AP Interview: Venezuela’s Guaidó extols Trump alliance

By SCOTT SMITH and FABIOLA SÁNCHEZ

CARACAS, Venezuela (AP) — Opposition leader Juan Guaidó said Friday that he trusts U.S. President Donald Trump’s “firm and determined” backing following a White House meeting aimed at helping him steer crisis-stricken Venezuela toward a democratic transition.

The Venezuelan politician bent on ousting President Nicolás Maduro with backing from roughly 60 foreign nations told The Associated Press that additional tough U.S. sanctions will soon follow, including those cutting off Maduro’s sale of “blood-stained gold.”

“For me he is very trustworthy,” Guaidó said of Trump. “We had a very good meeting. I think he is a man of his word.”

He spoke to AP in his first face-to-face interview since returning from a tour that took him across Europe and into an Oval Office meeting a year into his campaign to oust Maduro.

Guaidó, leader of Venezuela’s opposition-dominated congress, said he will lead a street march in the coming weeks that comes amid a turf battle to retake the legislative meeting hall in Venezuela’s capital that Maduro loyalists have forcefully blocked.

Guaidó said that during the White House meeting, Trump and the U.S. secretaries of state, defense and commerce charted plans to force Maduro from power. Guaidó said there are details he still can’t discuss.

“The pressure is rising diplomatically and financially on the corrupt financiers and human rights violators,” he said.

In his time in Washington, Guaidó was embraced by officials and political leaders in both parties, but he said he has not been in contact with any other candidates in the 2020 U.S. presidential race seeking to beat Trump, including Democratic Party front-runner Bernie Sanders.

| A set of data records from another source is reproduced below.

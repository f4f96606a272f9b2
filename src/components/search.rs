//! Query input state for a shelf's search box.
//!
//! Holds the single piece of container state the shelf owns: the current
//! query string. Filtering itself happens in the shelf from this query, so
//! there is nothing to debounce or cancel here.

#![allow(dead_code)]

use crossterm::event::{KeyCode, KeyEvent};
use ratatui::{
    layout::Rect,
    style::{Modifier, Style},
    text::{Line, Span},
    widgets::{Block, Borders, Paragraph},
    Frame,
};

use crate::config::Theme;

#[derive(Debug, Clone, Default)]
pub struct SearchState {
    query: String,
    active: bool,
}

impl SearchState {
    pub fn new() -> Self {
        Self::default()
    }

    pub fn is_active(&self) -> bool {
        self.active
    }

    pub fn activate(&mut self) {
        self.active = true;
    }

    /// Leave search entry but keep the query applied.
    pub fn accept(&mut self) {
        self.active = false;
    }

    /// Leave search entry and drop the query.
    pub fn deactivate(&mut self) {
        self.active = false;
        self.query.clear();
    }

    pub fn query(&self) -> &str {
        &self.query
    }

    pub fn set_query(&mut self, query: String) {
        self.query = query;
    }

    pub fn push_char(&mut self, c: char) {
        self.query.push(c);
    }

    pub fn pop_char(&mut self) {
        self.query.pop();
    }

    pub fn clear_query(&mut self) {
        self.query.clear();
    }

    pub fn handle_key(&mut self, key: KeyEvent) -> SearchAction {
        match key.code {
            KeyCode::Esc => {
                self.deactivate();
                SearchAction::Close
            }
            KeyCode::Enter => {
                self.accept();
                SearchAction::Accept
            }
            KeyCode::Backspace => {
                self.pop_char();
                SearchAction::Changed
            }
            KeyCode::Char(c) => {
                self.push_char(c);
                SearchAction::Changed
            }
            _ => SearchAction::None,
        }
    }
}

#[derive(Debug, Clone, Copy, PartialEq, Eq)]
pub enum SearchAction {
    None,
    Close,
    Accept,
    Changed,
}

pub struct SearchBar<'a> {
    search_state: &'a SearchState,
    theme: &'a Theme,
    placeholder: &'a str,
    match_count: usize,
    total: usize,
}

impl<'a> SearchBar<'a> {
    pub fn new(
        search_state: &'a SearchState,
        theme: &'a Theme,
        placeholder: &'a str,
        match_count: usize,
        total: usize,
    ) -> Self {
        Self {
            search_state,
            theme,
            placeholder,
            match_count,
            total,
        }
    }

    pub fn render(&self, frame: &mut Frame, area: Rect) {
        let border_color = if self.search_state.is_active() {
            self.theme.colors.primary.to_color()
        } else {
            self.theme.colors.muted.to_color()
        };

        let match_info = if self.search_state.query().is_empty() {
            String::new()
        } else {
            format!(" ({}/{})", self.match_count, self.total)
        };

        let title = format!(" Search{} ", match_info);

        let block = Block::default()
            .title(title)
            .title_style(Style::default().fg(border_color).add_modifier(Modifier::BOLD))
            .borders(Borders::ALL)
            .border_style(Style::default().fg(border_color));

        let body = if self.search_state.query().is_empty() && !self.search_state.is_active() {
            Line::from(Span::styled(
                self.placeholder.to_string(),
                Style::default()
                    .fg(self.theme.colors.muted.to_color())
                    .add_modifier(Modifier::ITALIC),
            ))
        } else {
            let cursor = if self.search_state.is_active() { "▌" } else { "" };
            Line::from(vec![
                Span::styled(
                    "/",
                    Style::default()
                        .fg(self.theme.colors.accent.to_color())
                        .add_modifier(Modifier::BOLD),
                ),
                Span::styled(
                    format!("{}{}", self.search_state.query(), cursor),
                    Style::default().fg(self.theme.colors.foreground.to_color()),
                ),
            ])
        };

        frame.render_widget(Paragraph::new(body).block(block), area);
    }

    pub fn height() -> u16 {
        3
    }
}

#[cfg(test)]
mod tests {
    use super::*;
    use crossterm::event::KeyModifiers;

    fn key(code: KeyCode) -> KeyEvent {
        KeyEvent::new(code, KeyModifiers::NONE)
    }

    #[test]
    fn test_push_pop_char() {
        let mut state = SearchState::new();

        state.push_char('a');
        state.push_char('b');
        state.push_char('c');
        assert_eq!(state.query(), "abc");

        state.pop_char();
        assert_eq!(state.query(), "ab");

        state.pop_char();
        state.pop_char();
        state.pop_char();
        assert_eq!(state.query(), "");
    }

    #[test]
    fn test_escape_clears_query() {
        let mut state = SearchState::new();
        state.activate();
        state.push_char('x');

        let action = state.handle_key(key(KeyCode::Esc));
        assert_eq!(action, SearchAction::Close);
        assert!(!state.is_active());
        assert_eq!(state.query(), "");
    }

    #[test]
    fn test_enter_keeps_query_applied() {
        let mut state = SearchState::new();
        state.activate();
        state.push_char('m');

        let action = state.handle_key(key(KeyCode::Enter));
        assert_eq!(action, SearchAction::Accept);
        assert!(!state.is_active());
        assert_eq!(state.query(), "m");
    }

    #[test]
    fn test_typing_reports_changed() {
        let mut state = SearchState::new();
        state.activate();
        assert_eq!(state.handle_key(key(KeyCode::Char('q'))), SearchAction::Changed);
        assert_eq!(state.handle_key(key(KeyCode::Backspace)), SearchAction::Changed);
        assert_eq!(state.handle_key(key(KeyCode::Tab)), SearchAction::None);
    }
}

This week, the White House unveiled sanctions against a Russian state-controlled company that has helped the Venezuelan government skirt an American oil embargo and enabled Maduro to keep his grip on power.

The same day, however, Trump in impromptu comments used less than robust words to describe Guaidó’s leadership.

Asked if he believes Guaidó is “still the guy to get Maduro out of office,” Trump replied: “Well, he’s the person that the country, right now, prefers, and that’s what I go with. We’ll see what happens.”

The Trump administration has been the most important ally for Venezuela’s opposition since Guaidó leaped to the center of Venezuela’s tumultuous political landscape more than a year ago and vowed to force Maduro from power and restore democracy.

Guaidó, 36, immediately won backing from the U.S. and dozens of nations that recognize his claim as Venezuela’s interim president, saying Maduro fraudulently won a 2018 presidential election in which his most popular political opponents were barred.

Venezuelans swarmed around Guaidó believing he would bring a swift exit from two decades of socialist rule blamed for leading the oil-rich nation to a crisis that has driven more than 4.5 million Venezuelans to emigrate in recent years.

But Guaidó’s popularity faded after several months and a failed military uprising. Street demonstrations that Guaidó later called drew fewer supporters, and Maduro appeared emboldened.

Security forces and armed civilians loyal to Maduro have blocked opposition lawmakers, including Guaidó, from entering the congress building in the center of Caracas. While Guaidó was on his three-week international trip, police occupied his offices.

Guaidó hopes his popularity has revived following the international tour and White House visit. He was a guest of Trump at the annual State of the Union address, where the U.S. president called Guaidó the “true” president of Venezuela.

When Guaidó’s flew back to Venezuela, authorities detained his uncle Juan José Márquez, accusing him of trying to sneak explosives into Venezuela. Guaidó has dismissed the accusation as absurd.

The Maduro government is sending a clear signal with the arrest, Guaidó said, adding that his uncle is being held at a military police unit notorious as a place they “torture and kill” detainees.

In a possible test of his new-found momentum, Gauidó called for Venezuelans to mobilize on March 10.

He said removing an entrenched dictator is no simple task, but insisted that those on the side of democracy are winning.

“Who is weaker, and who is strong? I’m here showing my face to the people,” Guaidó said, adding that walking freely among Venezuelans as he does is not a luxury Maduro and his allies have. “I’m free.”